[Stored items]

○ ○ ○

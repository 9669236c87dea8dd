//! Shared harness for API integration tests.
//!
//! Spawns the real router on `127.0.0.1:0` backed by in-memory repositories
//! that register the same database steps as the PostgreSQL ones.

#![allow(dead_code)]

use std::collections::HashMap;
use std::sync::atomic::{AtomicBool, AtomicI32, AtomicUsize, Ordering};
use std::sync::{Arc, Mutex};

use async_trait::async_trait;
use serde_json::{json, Value};

use observer_api::{router, AppState};
use observer_core::logging::steps;
use observer_core::{
    BaseLog, Error, LogSink, MemoryLogSink, Product, ProductRepository, RequestContext, Result,
    User, UserRepository,
};

/// Behaviour switches shared by both in-memory repositories.
#[derive(Default)]
pub struct Faults {
    /// Every call fails with an internal error.
    pub fail: AtomicBool,
    /// Inserts report identity 0.
    pub zero_identity: AtomicBool,
}

pub struct InMemoryUsers {
    rows: Mutex<HashMap<i32, User>>,
    next_id: AtomicI32,
    pub calls: AtomicUsize,
    pub faults: Faults,
}

impl InMemoryUsers {
    pub fn new() -> Self {
        Self {
            rows: Mutex::new(HashMap::new()),
            next_id: AtomicI32::new(1),
            calls: AtomicUsize::new(0),
            faults: Faults::default(),
        }
    }

    pub fn calls(&self) -> usize {
        self.calls.load(Ordering::SeqCst)
    }

    pub fn get(&self, id: i32) -> Option<User> {
        self.rows.lock().unwrap().get(&id).cloned()
    }

    fn enter(&self, ctx: &RequestContext, step: &'static str) -> Result<observer_core::StepTimer> {
        self.calls.fetch_add(1, Ordering::SeqCst);
        let timer = ctx.base_log()?.start_step(step)?;
        if self.faults.fail.load(Ordering::SeqCst) {
            let err = Error::Internal("connection refused".to_string());
            timer.capture_error(&err);
            return Err(err);
        }
        Ok(timer)
    }
}

#[async_trait]
impl UserRepository for InMemoryUsers {
    async fn insert(&self, ctx: &RequestContext, user: &User) -> Result<i32> {
        let _step = self.enter(ctx, steps::USER_DATABASE_CREATE_DATA)?;
        if self.faults.zero_identity.load(Ordering::SeqCst) {
            return Ok(0);
        }
        let id = self.next_id.fetch_add(1, Ordering::SeqCst);
        let mut row = user.clone();
        row.id = id;
        self.rows.lock().unwrap().insert(id, row);
        Ok(id)
    }

    async fn select(&self, ctx: &RequestContext, id: i32) -> Result<Option<User>> {
        let _step = self.enter(ctx, steps::USER_DATABASE_RETRIEVE_DATA)?;
        Ok(self.rows.lock().unwrap().get(&id).cloned())
    }

    async fn update(&self, ctx: &RequestContext, user: &User) -> Result<bool> {
        let _step = self.enter(ctx, steps::USER_DATABASE_UPDATE_DATA)?;
        let mut rows = self.rows.lock().unwrap();
        match rows.get_mut(&user.id) {
            Some(row) => {
                *row = user.clone();
                Ok(true)
            }
            None => Ok(false),
        }
    }

    async fn delete(&self, ctx: &RequestContext, id: i32) -> Result<bool> {
        let _step = self.enter(ctx, steps::USER_DATABASE_DELETE_DATA)?;
        Ok(self.rows.lock().unwrap().remove(&id).is_some())
    }
}

pub struct InMemoryProducts {
    rows: Mutex<HashMap<i32, Product>>,
    next_id: AtomicI32,
    pub calls: AtomicUsize,
    pub faults: Faults,
}

impl InMemoryProducts {
    pub fn new() -> Self {
        Self {
            rows: Mutex::new(HashMap::new()),
            next_id: AtomicI32::new(1),
            calls: AtomicUsize::new(0),
            faults: Faults::default(),
        }
    }

    pub fn calls(&self) -> usize {
        self.calls.load(Ordering::SeqCst)
    }

    pub fn get(&self, id: i32) -> Option<Product> {
        self.rows.lock().unwrap().get(&id).cloned()
    }

    fn enter(&self, ctx: &RequestContext, step: &'static str) -> Result<observer_core::StepTimer> {
        self.calls.fetch_add(1, Ordering::SeqCst);
        let timer = ctx.base_log()?.start_step(step)?;
        if self.faults.fail.load(Ordering::SeqCst) {
            let err = Error::Internal("connection refused".to_string());
            timer.capture_error(&err);
            return Err(err);
        }
        Ok(timer)
    }
}

#[async_trait]
impl ProductRepository for InMemoryProducts {
    async fn insert(&self, ctx: &RequestContext, product: &Product) -> Result<i32> {
        let _step = self.enter(ctx, steps::PRODUCT_DATABASE_CREATE_DATA)?;
        if self.faults.zero_identity.load(Ordering::SeqCst) {
            return Ok(0);
        }
        let id = self.next_id.fetch_add(1, Ordering::SeqCst);
        let mut row = product.clone();
        row.id = id;
        self.rows.lock().unwrap().insert(id, row);
        Ok(id)
    }

    async fn select(&self, ctx: &RequestContext, id: i32) -> Result<Option<Product>> {
        let _step = self.enter(ctx, steps::PRODUCT_DATABASE_RETRIEVE_DATA)?;
        Ok(self.rows.lock().unwrap().get(&id).cloned())
    }

    async fn update(&self, ctx: &RequestContext, product: &Product) -> Result<bool> {
        let _step = self.enter(ctx, steps::PRODUCT_DATABASE_UPDATE_DATA)?;
        let mut rows = self.rows.lock().unwrap();
        match rows.get_mut(&product.id) {
            Some(row) => {
                *row = product.clone();
                Ok(true)
            }
            None => Ok(false),
        }
    }

    async fn delete(&self, ctx: &RequestContext, id: i32) -> Result<bool> {
        let _step = self.enter(ctx, steps::PRODUCT_DATABASE_DELETE_DATA)?;
        Ok(self.rows.lock().unwrap().remove(&id).is_some())
    }
}

/// Sink whose every write fails.
pub struct FailingSink {
    pub attempts: AtomicUsize,
}

#[async_trait]
impl LogSink for FailingSink {
    async fn write_log(&self, _log: &BaseLog) -> Result<()> {
        self.attempts.fetch_add(1, Ordering::SeqCst);
        Err(Error::Io(std::io::Error::new(
            std::io::ErrorKind::Other,
            "disk full",
        )))
    }

    fn name(&self) -> &'static str {
        "failing"
    }
}

pub struct TestApp {
    pub base_url: String,
    pub client: reqwest::Client,
    pub users: Arc<InMemoryUsers>,
    pub products: Arc<InMemoryProducts>,
    pub sink: MemoryLogSink,
}

impl TestApp {
    pub fn url(&self, path: &str) -> String {
        format!("{}{}", self.base_url, path)
    }

    /// Send a request and return `(status, body)`.
    pub async fn send(
        &self,
        method: reqwest::Method,
        path: &str,
        body: Option<Value>,
    ) -> (u16, Value) {
        let mut request = self.client.request(method, self.url(path));
        if let Some(body) = body {
            request = request.json(&body);
        }
        let response = request.send().await.expect("request failed");
        let status = response.status().as_u16();
        let body = response.json::<Value>().await.unwrap_or(Value::Null);
        (status, body)
    }

    pub fn records(&self) -> Vec<BaseLog> {
        self.sink.records()
    }

    /// The single request log written for the most recent request.
    pub fn last_record(&self) -> BaseLog {
        self.sink
            .records()
            .pop()
            .expect("no request log was written")
    }
}

/// Spawn the API with in-memory repositories and a memory sink.
pub async fn spawn_app() -> TestApp {
    let sink = MemoryLogSink::new();
    let users = Arc::new(InMemoryUsers::new());
    let products = Arc::new(InMemoryProducts::new());
    let base_url = serve(AppState::new(
        users.clone(),
        products.clone(),
        Arc::new(sink.clone()),
    ))
    .await;

    TestApp {
        base_url,
        client: reqwest::Client::new(),
        users,
        products,
        sink,
    }
}

/// Spawn the router for `state` and return its base URL.
pub async fn serve(state: AppState) -> String {
    let listener = tokio::net::TcpListener::bind("127.0.0.1:0").await.unwrap();
    let addr = listener.local_addr().unwrap();

    tokio::spawn(async move {
        axum::serve(listener, router(state)).await.unwrap();
    });

    format!("http://{}", addr)
}

pub fn valid_user_body() -> Value {
    json!({
        "name": "Fulano",
        "lastName": "Blevers",
        "birthdate": "2000-05-15",
        "document": "01234567890",
        "login": "tester",
        "password": "D3f4u1t0"
    })
}

pub fn valid_product_body() -> Value {
    json!({
        "name": "Caneca",
        "category": "Cozinha",
        "description": "Caneca de porcelana 300ml",
        "stock": 12,
        "productionBatchDate": "2024-01-10"
    })
}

○ ○ ○

## Work to complete
Copy out the entries above exactly as given, starting at the top and ending with the line containing "async fn insert(&self, ctx: &RequestContext, user: &User)"; include both and nothing more.

## Task solution
repository 9669236c87dea8dd
//! Shared harness for API integration tests.
//!
//! Spawns the real router on `127.0.0.1:0` backed by in-memory repositories
//! that register the same database steps as the PostgreSQL ones.

#![allow(dead_code)]

use std::collections::HashMap;
use std::sync::atomic::{AtomicBool, AtomicI32, AtomicUsize, Ordering};
use std::sync::{Arc, Mutex};

use async_trait::async_trait;
use serde_json::{json, Value};

use observer_api::{router, AppState};
use observer_core::logging::steps;
use observer_core::{
    BaseLog, Error, LogSink, MemoryLogSink, Product, ProductRepository, RequestContext, Result,
    User, UserRepository,
};

/// Behaviour switches shared by both in-memory repositories.
#[derive(Default)]
pub struct Faults {
    /// Every call fails with an internal error.
    pub fail: AtomicBool,
    /// Inserts report identity 0.
    pub zero_identity: AtomicBool,
}

pub struct InMemoryUsers {
    rows: Mutex<HashMap<i32, User>>,
    next_id: AtomicI32,
    pub calls: AtomicUsize,
    pub faults: Faults,
}

impl InMemoryUsers {
    pub fn new() -> Self {
        Self {
            rows: Mutex::new(HashMap::new()),
            next_id: AtomicI32::new(1),
            calls: AtomicUsize::new(0),
            faults: Faults::default(),
        }
    }

    pub fn calls(&self) -> usize {
        self.calls.load(Ordering::SeqCst)
    }

    pub fn get(&self, id: i32) -> Option<User> {
        self.rows.lock().unwrap().get(&id).cloned()
    }

    fn enter(&self, ctx: &RequestContext, step: &'static str) -> Result<observer_core::StepTimer> {
        self.calls.fetch_add(1, Ordering::SeqCst);
        let timer = ctx.base_log()?.start_step(step)?;
        if self.faults.fail.load(Ordering::SeqCst) {
            let err = Error::Internal("connection refused".to_string());
            timer.capture_error(&err);
            return Err(err);
        }
        Ok(timer)
    }
}

#[async_trait]
impl UserRepository for InMemoryUsers {
    async fn insert(&self, ctx: &RequestContext, user: &User) -> Result<i32> {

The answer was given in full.